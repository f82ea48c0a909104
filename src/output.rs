//! Program and model files
//!
//! `<stem>.<pro|nat>` holds the trimmed program, `<stem>_model.pro` the
//! model (empty when no model entails the initiator).

use crate::clauses::ClauseDatabase;
use crate::program::{render_model, Neck, ProgramCompiler};
use crate::types::{Goal, Model};
use anyhow::{Context, Result};
use std::fs;
use std::path::{Path, PathBuf};

/// Paths written by one save
#[derive(Debug, Clone, PartialEq, Eq)]
pub struct SavedFiles {
    pub program: PathBuf,
    pub model: PathBuf,
}

#[derive(Debug, Clone)]
pub struct OutputSink {
    dir: PathBuf,
    compiler: ProgramCompiler,
}

impl OutputSink {
    pub fn new(dir: impl Into<PathBuf>, neck: Neck) -> Self {
        Self {
            dir: dir.into(),
            compiler: ProgramCompiler::new(neck),
        }
    }

    pub fn dir(&self) -> &Path {
        &self.dir
    }

    pub fn save(
        &self,
        stem: &str,
        initiator: &Goal,
        clauses: &ClauseDatabase,
        model: Option<&Model>,
    ) -> Result<SavedFiles> {
        fs::create_dir_all(&self.dir)
            .with_context(|| format!("Failed to create output dir {:?}", self.dir))?;

        let program = self
            .dir
            .join(format!("{}.{}", stem, self.compiler.neck().suffix()));
        let text = self.compiler.compile(clauses)?;
        fs::write(&program, text)
            .with_context(|| format!("Failed to write program to {:?}", program))?;

        let model_path = self
            .dir
            .join(format!("{}_model.{}", stem, Neck::Prolog.suffix()));
        let empty = Model::default();
        fs::write(&model_path, render_model(initiator, model.unwrap_or(&empty)))
            .with_context(|| format!("Failed to write model to {:?}", model_path))?;

        tracing::info!("Saved {:?} and {:?}", program, model_path);
        Ok(SavedFiles {
            program,
            model: model_path,
        })
    }
}

#[cfg(test)]
mod tests {
    use super::*;
    use tempfile::tempdir;

    fn g(s: &str) -> Goal {
        Goal::verbatim(s)
    }

    #[test]
    fn test_save_writes_both_files() {
        let dir = tempdir().unwrap();
        let sink = OutputSink::new(dir.path().join("out"), Neck::Prolog);

        let mut db = ClauseDatabase::new();
        db.record(g("top"), vec![g("leaf")]);
        db.record(g("leaf"), Vec::new());
        let model: Model = [g("top"), g("leaf")].into_iter().collect();

        let saved = sink.save("top_p_1", &g("top"), &db, Some(&model)).unwrap();
        assert!(saved.program.ends_with("top_p_1.pro"));
        assert!(saved.model.ends_with("top_p_1_model.pro"));

        let program = fs::read_to_string(&saved.program).unwrap();
        assert_eq!(program, "% CLAUSES:\n'top' :-\n    'leaf'.\n'leaf'.\n");
        let model_text = fs::read_to_string(&saved.model).unwrap();
        assert!(model_text.starts_with("% MODEL: 2 facts\n"));
        assert!(model_text.contains("'top'. % <== initiator"));
    }

    #[test]
    fn test_save_without_model_and_natural_neck() {
        let dir = tempdir().unwrap();
        let sink = OutputSink::new(dir.path(), Neck::Natural);

        let saved = sink
            .save("x", &g("x"), &ClauseDatabase::new(), None)
            .unwrap();
        assert!(saved.program.ends_with("x.nat"));
        assert_eq!(fs::read_to_string(&saved.program).unwrap(), "% CLAUSES:\n");
        assert_eq!(
            fs::read_to_string(&saved.model).unwrap(),
            "% MODEL: 0 facts\n"
        );
    }

    #[test]
    fn test_malformed_clauses_fail_the_save() {
        let dir = tempdir().unwrap();
        let sink = OutputSink::new(dir.path(), Neck::Prolog);
        let mut db = ClauseDatabase::new();
        db.record(g("h"), vec![g("a"), Goal::fail()]);
        assert!(sink.save("bad", &g("h"), &db, None).is_err());
    }
}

☆ ☆ ☆

Problem to solve | Transcribe the entries above so that nothing in them differs from the original.

Solved problem |
repository f82ea48c0a909104
filename src/output.rs
//! Program and model files
//!
//! `<stem>.<pro|nat>` holds the trimmed program, `<stem>_model.pro` the
//! model (empty when no model entails the initiator).

use crate::clauses::ClauseDatabase;
use crate::program::{render_model, Neck, ProgramCompiler};
use crate::types::{Goal, Model};
use anyhow::{Context, Result};
use std::fs;
use std::path::{Path, PathBuf};

/// Paths written by one save
#[derive(Debug, Clone, PartialEq, Eq)]
pub struct SavedFiles {
    pub program: PathBuf,
    pub model: PathBuf,
}

#[derive(Debug, Clone)]
pub struct OutputSink {
    dir: PathBuf,
    compiler: ProgramCompiler,
}

impl OutputSink {
    pub fn new(dir: impl Into<PathBuf>, neck: Neck) -> Self {
        Self {
            dir: dir.into(),
            compiler: ProgramCompiler::new(neck),
        }
    }

    pub fn dir(&self) -> &Path {
        &self.dir
    }

    pub fn save(
        &self,
        stem: &str,
        initiator: &Goal,
        clauses: &ClauseDatabase,
        model: Option<&Model>,
    ) -> Result<SavedFiles> {
        fs::create_dir_all(&self.dir)
            .with_context(|| format!("Failed to create output dir {:?}", self.dir))?;

        let program = self
            .dir
            .join(format!("{}.{}", stem, self.compiler.neck().suffix()));
        let text = self.compiler.compile(clauses)?;
        fs::write(&program, text)
            .with_context(|| format!("Failed to write program to {:?}", program))?;

        let model_path = self
            .dir
            .join(format!("{}_model.{}", stem, Neck::Prolog.suffix()));
        let empty = Model::default();
        fs::write(&model_path, render_model(initiator, model.unwrap_or(&empty)))
            .with_context(|| format!("Failed to write model to {:?}", model_path))?;

        tracing::info!("Saved {:?} and {:?}", program, model_path);
        Ok(SavedFiles {
            program,
            model: model_path,
        })
    }
}

#[cfg(test)]
mod tests {
    use super::*;
    use tempfile::tempdir;

    fn g(s: &str) -> Goal {
        Goal::verbatim(s)
    }

    #[test]
    fn test_save_writes_both_files() {
        let dir = tempdir().unwrap();
        let sink = OutputSink::new(dir.path().join("out"), Neck::Prolog);

        let mut db = ClauseDatabase::new();
        db.record(g("top"), vec![g("leaf")]);
        db.record(g("leaf"), Vec::new());
        let model: Model = [g("top"), g("leaf")].into_iter().collect();

        let saved = sink.save("top_p_1", &g("top"), &db, Some(&model)).unwrap();
        assert!(saved.program.ends_with("top_p_1.pro"));
        assert!(saved.model.ends_with("top_p_1_model.pro"));

        let program = fs::read_to_string(&saved.program).unwrap();
        assert_eq!(program, "% CLAUSES:\n'top' :-\n    'leaf'.\n'leaf'.\n");
        let model_text = fs::read_to_string(&saved.model).unwrap();
        assert!(model_text.starts_with("% MODEL: 2 facts\n"));
        assert!(model_text.contains("'top'. % <== initiator"));
    }

    #[test]
    fn test_save_without_model_and_natural_neck() {
        let dir = tempdir().unwrap();
        let sink = OutputSink::new(dir.path(), Neck::Natural);

        let saved = sink
            .save("x", &g("x"), &ClauseDatabase::new(), None)
            .unwrap();
        assert!(saved.program.ends_with("x.nat"));
        assert_eq!(fs::read_to_string(&saved.program).unwrap(), "% CLAUSES:\n");
        assert_eq!(
            fs::read_to_string(&saved.model).unwrap(),
            "% MODEL: 0 facts\n"
        );
    }

    #[test]
    fn test_malformed_clauses_fail_the_save() {
        let dir = tempdir().unwrap();
        let sink = OutputSink::new(dir.path(), Neck::Prolog);
        let mut db = ClauseDatabase::new();
        db.record(g("h"), vec![g("a"), Goal::fail()]);
        assert!(sink.save("bad", &g("h"), &db, None).is_err());
    }
}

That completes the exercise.